RECORDS SUPPLIED:
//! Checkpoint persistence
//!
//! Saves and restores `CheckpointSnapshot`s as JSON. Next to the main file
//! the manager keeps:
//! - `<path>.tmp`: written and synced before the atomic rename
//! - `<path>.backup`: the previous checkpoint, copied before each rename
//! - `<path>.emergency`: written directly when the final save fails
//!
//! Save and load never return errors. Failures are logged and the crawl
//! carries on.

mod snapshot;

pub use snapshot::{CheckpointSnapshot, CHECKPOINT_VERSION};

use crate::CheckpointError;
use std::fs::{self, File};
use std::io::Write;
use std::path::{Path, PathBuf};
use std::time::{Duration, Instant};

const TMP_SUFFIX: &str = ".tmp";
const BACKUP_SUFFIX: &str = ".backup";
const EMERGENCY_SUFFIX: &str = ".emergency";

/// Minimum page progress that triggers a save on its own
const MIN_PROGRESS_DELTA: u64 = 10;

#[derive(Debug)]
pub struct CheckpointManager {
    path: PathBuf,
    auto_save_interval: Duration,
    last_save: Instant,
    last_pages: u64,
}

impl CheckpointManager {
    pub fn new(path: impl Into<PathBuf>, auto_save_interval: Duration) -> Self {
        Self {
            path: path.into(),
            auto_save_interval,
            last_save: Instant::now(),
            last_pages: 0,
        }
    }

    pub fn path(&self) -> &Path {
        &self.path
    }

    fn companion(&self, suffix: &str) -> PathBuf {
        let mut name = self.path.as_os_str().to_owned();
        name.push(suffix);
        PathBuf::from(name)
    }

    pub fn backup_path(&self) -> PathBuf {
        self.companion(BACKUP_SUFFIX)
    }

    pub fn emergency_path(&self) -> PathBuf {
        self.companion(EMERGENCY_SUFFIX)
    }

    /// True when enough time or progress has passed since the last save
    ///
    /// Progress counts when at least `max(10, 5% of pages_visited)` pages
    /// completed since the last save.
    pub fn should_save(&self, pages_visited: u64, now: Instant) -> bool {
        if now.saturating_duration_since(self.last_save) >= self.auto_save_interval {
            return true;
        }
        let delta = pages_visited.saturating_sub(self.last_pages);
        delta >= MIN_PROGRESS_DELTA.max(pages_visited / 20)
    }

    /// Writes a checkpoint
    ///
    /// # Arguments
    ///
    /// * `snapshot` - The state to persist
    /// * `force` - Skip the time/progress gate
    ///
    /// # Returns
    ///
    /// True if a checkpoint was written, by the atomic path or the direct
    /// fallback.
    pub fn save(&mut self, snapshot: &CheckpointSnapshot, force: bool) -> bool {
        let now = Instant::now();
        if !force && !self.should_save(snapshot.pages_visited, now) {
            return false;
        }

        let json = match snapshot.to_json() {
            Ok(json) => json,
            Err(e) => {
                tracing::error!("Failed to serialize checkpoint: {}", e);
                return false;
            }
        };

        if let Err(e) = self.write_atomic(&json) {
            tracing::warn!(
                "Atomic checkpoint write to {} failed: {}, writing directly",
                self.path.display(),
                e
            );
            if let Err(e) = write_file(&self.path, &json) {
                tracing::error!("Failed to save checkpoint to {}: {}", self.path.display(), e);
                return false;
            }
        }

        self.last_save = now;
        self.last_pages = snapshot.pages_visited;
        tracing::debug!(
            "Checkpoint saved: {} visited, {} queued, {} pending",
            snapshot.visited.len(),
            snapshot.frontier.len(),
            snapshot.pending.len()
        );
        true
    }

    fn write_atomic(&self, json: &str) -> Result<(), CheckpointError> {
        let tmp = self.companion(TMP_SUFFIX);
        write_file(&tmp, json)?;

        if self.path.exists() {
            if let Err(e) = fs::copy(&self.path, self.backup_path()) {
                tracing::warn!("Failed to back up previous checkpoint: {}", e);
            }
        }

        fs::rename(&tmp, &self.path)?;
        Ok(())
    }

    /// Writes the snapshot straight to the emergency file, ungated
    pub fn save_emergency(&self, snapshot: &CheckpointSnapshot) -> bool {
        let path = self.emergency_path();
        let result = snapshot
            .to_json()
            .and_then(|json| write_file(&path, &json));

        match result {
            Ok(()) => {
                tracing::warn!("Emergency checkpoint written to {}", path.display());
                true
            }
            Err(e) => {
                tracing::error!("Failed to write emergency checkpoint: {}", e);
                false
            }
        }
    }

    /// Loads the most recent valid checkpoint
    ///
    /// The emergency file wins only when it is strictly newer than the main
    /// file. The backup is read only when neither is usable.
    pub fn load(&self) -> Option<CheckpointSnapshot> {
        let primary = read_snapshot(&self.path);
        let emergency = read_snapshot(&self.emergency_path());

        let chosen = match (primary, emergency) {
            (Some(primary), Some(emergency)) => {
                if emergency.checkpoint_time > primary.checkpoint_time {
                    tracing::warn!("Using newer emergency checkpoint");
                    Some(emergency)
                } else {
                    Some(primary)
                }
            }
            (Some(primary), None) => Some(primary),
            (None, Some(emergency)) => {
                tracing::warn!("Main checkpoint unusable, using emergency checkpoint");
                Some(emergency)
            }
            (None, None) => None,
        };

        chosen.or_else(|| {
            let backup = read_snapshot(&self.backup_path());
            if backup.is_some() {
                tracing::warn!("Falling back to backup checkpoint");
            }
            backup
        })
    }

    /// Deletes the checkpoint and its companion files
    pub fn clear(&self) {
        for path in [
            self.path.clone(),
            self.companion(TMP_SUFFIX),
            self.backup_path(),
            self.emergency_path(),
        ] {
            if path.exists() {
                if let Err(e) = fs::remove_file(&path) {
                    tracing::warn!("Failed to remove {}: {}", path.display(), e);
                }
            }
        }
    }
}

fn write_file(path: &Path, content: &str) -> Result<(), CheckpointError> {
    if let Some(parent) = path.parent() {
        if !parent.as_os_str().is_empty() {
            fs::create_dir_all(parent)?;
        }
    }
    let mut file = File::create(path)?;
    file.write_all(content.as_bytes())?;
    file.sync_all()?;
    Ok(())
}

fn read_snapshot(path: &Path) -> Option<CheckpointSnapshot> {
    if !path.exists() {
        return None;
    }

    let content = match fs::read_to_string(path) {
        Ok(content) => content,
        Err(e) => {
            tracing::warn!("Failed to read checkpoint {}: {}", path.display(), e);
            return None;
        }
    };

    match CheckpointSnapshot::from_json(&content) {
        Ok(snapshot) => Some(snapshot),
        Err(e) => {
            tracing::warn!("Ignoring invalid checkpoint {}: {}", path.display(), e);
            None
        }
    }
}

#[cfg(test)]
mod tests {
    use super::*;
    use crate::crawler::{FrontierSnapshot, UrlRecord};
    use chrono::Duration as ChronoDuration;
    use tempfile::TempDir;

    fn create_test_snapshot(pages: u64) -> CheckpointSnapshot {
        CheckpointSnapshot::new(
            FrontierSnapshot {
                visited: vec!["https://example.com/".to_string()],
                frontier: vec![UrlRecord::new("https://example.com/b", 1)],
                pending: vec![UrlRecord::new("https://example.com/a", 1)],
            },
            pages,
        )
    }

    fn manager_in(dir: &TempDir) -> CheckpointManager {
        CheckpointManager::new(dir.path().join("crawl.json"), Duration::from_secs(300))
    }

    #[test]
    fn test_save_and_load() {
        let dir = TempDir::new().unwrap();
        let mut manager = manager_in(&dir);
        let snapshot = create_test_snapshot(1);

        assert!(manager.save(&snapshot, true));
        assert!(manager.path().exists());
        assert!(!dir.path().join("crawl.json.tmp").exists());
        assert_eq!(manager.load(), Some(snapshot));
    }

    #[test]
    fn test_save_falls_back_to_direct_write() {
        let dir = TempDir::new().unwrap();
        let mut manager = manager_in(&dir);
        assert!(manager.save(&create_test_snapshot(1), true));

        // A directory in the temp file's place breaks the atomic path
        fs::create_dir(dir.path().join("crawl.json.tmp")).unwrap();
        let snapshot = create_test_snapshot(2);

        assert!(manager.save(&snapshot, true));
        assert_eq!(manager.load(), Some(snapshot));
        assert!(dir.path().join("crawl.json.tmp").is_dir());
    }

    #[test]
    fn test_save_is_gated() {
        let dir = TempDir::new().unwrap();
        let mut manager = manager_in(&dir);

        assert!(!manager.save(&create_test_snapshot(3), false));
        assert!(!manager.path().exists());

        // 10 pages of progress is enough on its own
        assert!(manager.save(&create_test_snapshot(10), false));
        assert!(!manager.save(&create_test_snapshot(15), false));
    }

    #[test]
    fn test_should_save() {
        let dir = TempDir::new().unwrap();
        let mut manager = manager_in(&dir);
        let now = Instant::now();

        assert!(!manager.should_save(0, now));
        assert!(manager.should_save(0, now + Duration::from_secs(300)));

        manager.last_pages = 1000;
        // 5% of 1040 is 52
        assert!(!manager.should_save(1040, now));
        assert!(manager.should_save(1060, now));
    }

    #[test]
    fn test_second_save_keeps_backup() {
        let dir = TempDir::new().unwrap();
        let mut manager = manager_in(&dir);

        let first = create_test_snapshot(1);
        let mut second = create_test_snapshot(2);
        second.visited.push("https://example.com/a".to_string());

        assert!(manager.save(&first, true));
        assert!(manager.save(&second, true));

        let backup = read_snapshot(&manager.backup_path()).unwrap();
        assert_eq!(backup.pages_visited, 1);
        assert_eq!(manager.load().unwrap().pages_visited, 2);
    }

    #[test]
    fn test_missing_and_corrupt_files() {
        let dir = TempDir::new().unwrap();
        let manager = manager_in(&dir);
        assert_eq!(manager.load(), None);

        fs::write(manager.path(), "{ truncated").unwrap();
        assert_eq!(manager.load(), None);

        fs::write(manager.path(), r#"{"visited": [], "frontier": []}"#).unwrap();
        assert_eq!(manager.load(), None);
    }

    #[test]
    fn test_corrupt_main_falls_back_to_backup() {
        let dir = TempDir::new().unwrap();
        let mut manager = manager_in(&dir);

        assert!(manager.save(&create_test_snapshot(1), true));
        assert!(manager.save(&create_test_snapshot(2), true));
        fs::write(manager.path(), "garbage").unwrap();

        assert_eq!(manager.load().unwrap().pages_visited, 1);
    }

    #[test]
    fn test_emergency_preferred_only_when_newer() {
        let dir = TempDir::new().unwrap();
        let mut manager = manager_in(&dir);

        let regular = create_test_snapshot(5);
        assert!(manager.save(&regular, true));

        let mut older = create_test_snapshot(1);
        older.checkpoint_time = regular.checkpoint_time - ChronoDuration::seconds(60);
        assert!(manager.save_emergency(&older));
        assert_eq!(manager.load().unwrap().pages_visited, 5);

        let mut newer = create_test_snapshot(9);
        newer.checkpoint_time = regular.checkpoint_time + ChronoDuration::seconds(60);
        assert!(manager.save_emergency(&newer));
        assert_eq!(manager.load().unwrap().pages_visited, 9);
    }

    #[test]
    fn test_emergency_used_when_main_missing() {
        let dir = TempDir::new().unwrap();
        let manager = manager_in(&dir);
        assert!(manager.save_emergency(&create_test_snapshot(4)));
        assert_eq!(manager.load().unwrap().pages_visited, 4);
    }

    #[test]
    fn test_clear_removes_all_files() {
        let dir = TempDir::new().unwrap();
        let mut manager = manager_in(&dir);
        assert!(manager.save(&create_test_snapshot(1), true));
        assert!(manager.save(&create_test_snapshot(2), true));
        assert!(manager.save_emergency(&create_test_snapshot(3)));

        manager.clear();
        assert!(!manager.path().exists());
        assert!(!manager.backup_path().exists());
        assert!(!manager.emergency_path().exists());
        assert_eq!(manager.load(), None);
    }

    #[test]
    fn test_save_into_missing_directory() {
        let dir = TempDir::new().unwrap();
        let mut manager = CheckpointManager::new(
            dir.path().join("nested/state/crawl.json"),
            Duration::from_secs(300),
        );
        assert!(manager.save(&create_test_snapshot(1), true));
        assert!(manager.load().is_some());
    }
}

EXERCISE GOAL:
Lines holding "rename" are the ones to copy; find all of them in the listing.

RESPONSE FOR THIS EXERCISE:
//! - `<path>.tmp`: written and synced before the atomic rename
//! - `<path>.backup`: the previous checkpoint, copied before each rename
        fs::rename(&tmp, &self.path)?;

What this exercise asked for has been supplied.